The lowest branch on the pine tree from which the bald eagle surveys the bay baffles me. Not the branch itself as much as the joint of the branch where it originates from the trunk. It's a branch-joint like no other, in that it is not the usual upward sprouting V-shaped variety, but a ball-and-socket sort of arrangement.

Though I'm sure it can not, it gives the appearance of being able to pivot, like one of Barbie's legs, to the other side of the tree---as if, were I strong enough, I could swing it around in a half arc, up across and down again to point in the opposite direction.

I wonder what act of nature so injured this branch at its base, and at its colossal will to keep on growing despite the setback it must surely have suffered. dkm

Monday, April 19, 2010

Humble Birthright

I read online that a lizard's greatest strength and protection against danger is its visual acuity. If that be true, why did the subject of yesterday's blog post have to search so long for its door in the ground? It looked to be more of a trial-and-error-by-feel proposition.

Maybe this was a particularly nearsighted specimen. But if it couldn't find its own doorway within an eighteen-inch radius, how would it ever know if a hawk above had an eye on it? I would have guessed, after yesterday's observation, that its coloring and markings were a stronger defense, allowing it to go unseen---that and random dumb luck---for isn't a lizard's one great purpose on earth to provide food for neighbors higher up the chain? It's the most humble of birthrights to be sure---to hatch and grow and live to be eaten by a hawk.

I'm reminded of last year's observation in this same location of a red-shouldered hawk that plucked a hapless green lizard from the grass beside me---and of this quote, which I keep above my writing desk for reassurance that I'm not wasting my time:

"How can they say my life is not a success? Have I not for more than sixty years found enough to eat and escaped being eaten?" Logan Pearsall Smith

dkm

Sunday, April 18, 2010

The Life of a Lizard

A lizard sat in the sun. Yellow and black stripes ran the 6-inch length of its back and tail---the sides of its neck and belly were sky blue. It did nothing to catch my attention, being almost perfectly camouflaged in the sandy soil, dry grass, and bits of gray blue Spanish moss that litter the ground. My eyes just fell on it somehow.

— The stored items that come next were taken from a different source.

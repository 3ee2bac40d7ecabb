//! Markers recording which calculations are up to date.
//!
//! Learner markers hold the version hash a learner's enrolments were last
//! fully calculated under. Job markers hold the version hash a background
//! job last completed under. Removed learner flags force a learner out of
//! a course regardless of what the providers say.

use serde::{Deserialize, Serialize};
use url::Url;
use crate::commons::storage::{Key, KeyValueStore, Scope, Segment};
use crate::commons::timestamp::Timestamp;
use crate::commons::EngineResult;
use crate::constants::CALCULATIONS_NS;
use super::provider::CourseUser;
use super::types::UserId;


const LEARNERS: &str = "learners";
const JOBS: &str = "jobs";
const REMOVED: &str = "removed";


//------------ RemovedLearner ------------------------------------------------

/// Who removed a learner from a course and when.
#[derive(Clone, Debug, Deserialize, Eq, PartialEq, Serialize)]
pub struct RemovedLearner {
    pub time: Timestamp,
    pub reason: Option<String>,
}


//------------ CalculationMarkers --------------------------------------------

#[derive(Debug)]
pub struct CalculationMarkers {
    kv: KeyValueStore,
}

impl CalculationMarkers {
    pub fn create(storage_uri: &Url) -> EngineResult<Self> {
        Ok(CalculationMarkers {
            kv: KeyValueStore::create(storage_uri, CALCULATIONS_NS)?,
        })
    }

    fn learner_key(user: UserId) -> Key {
        Key::new_scoped(
            Scope::from_segment(Segment::parse_lossy(LEARNERS)),
            user.segment(),
        )
    }

    fn job_key(job: &Segment) -> Key {
        Key::new_scoped(
            Scope::from_segment(Segment::parse_lossy(JOBS)), job.clone()
        )
    }

    fn removed_key(user: CourseUser) -> Key {
        Key::new_scoped(
            Scope::new(vec![
                Segment::parse_lossy(REMOVED), user.course.segment()
            ]),
            user.user.segment(),
        )
    }
}

/// # Learner markers
impl CalculationMarkers {
    /// Returns the version hash of the learner's last full calculation.
    pub fn learner_version(&self, user: UserId) -> EngineResult<Option<String>> {
        match self.kv.get(&Self::learner_key(user)) {
            Ok(version) => Ok(version),
            Err(err) if err.is_corrupt_value() => Ok(None),
            Err(err) => Err(err.into()),
        }
    }

    pub fn is_learner_stale(
        &self, user: UserId, version_hash: &str,
    ) -> EngineResult<bool> {
        Ok(self.learner_version(user)?.as_deref() != Some(version_hash))
    }

    pub fn set_learner_calculated(
        &self, user: UserId, version_hash: &str,
    ) -> EngineResult<()> {
        self.kv.store(&Self::learner_key(user), &version_hash)?;
        Ok(())
    }

    /// Clears the learner's marker so that the learner job picks it up.
    pub fn mark_learner_for_recalculation(&self, user: UserId) -> EngineResult<()> {
        self.kv.delete(&Self::learner_key(user))?;
        Ok(())
    }
}

/// # Job markers
impl CalculationMarkers {
    pub fn job_completed(&self, job: &Segment) -> EngineResult<Option<String>> {
        match self.kv.get(&Self::job_key(job)) {
            Ok(version) => Ok(version),
            Err(err) if err.is_corrupt_value() => Ok(None),
            Err(err) => Err(err.into()),
        }
    }

    pub fn set_job_completed(
        &self, job: &Segment, version_hash: &str,
    ) -> EngineResult<()> {
        self.kv.store(&Self::job_key(job), &version_hash)?;
        Ok(())
    }

    pub fn clear_job_completed(&self, job: &Segment) -> EngineResult<()> {
        self.kv.delete(&Self::job_key(job))?;
        Ok(())
    }
}

/// # Removed learners
impl CalculationMarkers {
    pub fn removed_learner(
        &self, user: CourseUser,
    ) -> EngineResult<Option<RemovedLearner>> {
        match self.kv.get(&Self::removed_key(user)) {
            Ok(removed) => Ok(removed),
            Err(err) if err.is_corrupt_value() => {
                // Err on the side of keeping the learner out.
                Ok(Some(RemovedLearner { time: Timestamp::now(), reason: None }))
            }
            Err(err) => Err(err.into()),
        }
    }

    pub fn is_learner_removed(&self, user: CourseUser) -> EngineResult<bool> {
        Ok(self.removed_learner(user)?.is_some())
    }

    pub fn set_learner_removed(
        &self, user: CourseUser, reason: Option<String>,
    ) -> EngineResult<()> {
        let removed = RemovedLearner { time: Timestamp::now(), reason };
        self.kv.store(&Self::removed_key(user), &removed)?;
        Ok(())
    }

    /// Returns whether the learner was removed.
    pub fn clear_learner_removed(&self, user: CourseUser) -> EngineResult<bool> {
        Ok(self.kv.delete(&Self::removed_key(user))?)
    }
}


//============ Tests =========================================================

#[cfg(test)]
mod tests {
    use super::*;
    use crate::enrolment::types::CourseId;
    use crate::test::mem_storage_uri;

    #[test]
    fn learner_markers() {
        let markers = CalculationMarkers::create(&mem_storage_uri()).unwrap();
        let user = UserId::new(5);
        assert!(markers.is_learner_stale(user, "h1").unwrap());
        markers.set_learner_calculated(user, "h1").unwrap();
        assert!(!markers.is_learner_stale(user, "h1").unwrap());
        assert!(markers.is_learner_stale(user, "h2").unwrap());
        markers.mark_learner_for_recalculation(user).unwrap();
        assert_eq!(markers.learner_version(user).unwrap(), None);
    }

    #[test]
    fn job_markers() {
        let markers = CalculationMarkers::create(&mem_storage_uri()).unwrap();
        let job = Segment::parse("learner_calculation").unwrap();
        assert_eq!(markers.job_completed(&job).unwrap(), None);
        markers.set_job_completed(&job, "h1").unwrap();
        assert_eq!(markers.job_completed(&job).unwrap().as_deref(), Some("h1"));
        markers.clear_job_completed(&job).unwrap();
        assert_eq!(markers.job_completed(&job).unwrap(), None);
    }

    #[test]
    fn removed_learners() {
        let markers = CalculationMarkers::create(&mem_storage_uri()).unwrap();
        let user = CourseUser::new(UserId::new(1), CourseId::new(2));
        assert!(!markers.is_learner_removed(user).unwrap());
        markers.set_learner_removed(user, Some("refund".into())).unwrap();
        assert!(markers.is_learner_removed(user).unwrap());
        assert_eq!(
            markers.removed_learner(user).unwrap().unwrap().reason.as_deref(),
            Some("refund")
        );
        assert!(markers.clear_learner_removed(user).unwrap());
        assert!(!markers.clear_learner_removed(user).unwrap());
    }
}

I watched it for some time. It didn't move much, except for an occasional change of position. Then all at once it made a purposeful beeline for another area in the grass, about ten feet from where it had been. There, it scurried around in fits and starts as if looking for something in the sand. A few fast steps in one direction. Stop short. Look around. Another few steps in a different direction. Stop. Look. Listen. It repeated this pattern many times, looking more frantic with each scurry, until it looked quite deranged, actually. It went on so long I was about to tire of watching. Then as fast as it started, the search ended, and the fellow disappeared vertically into a lizard-sized hole in the sand.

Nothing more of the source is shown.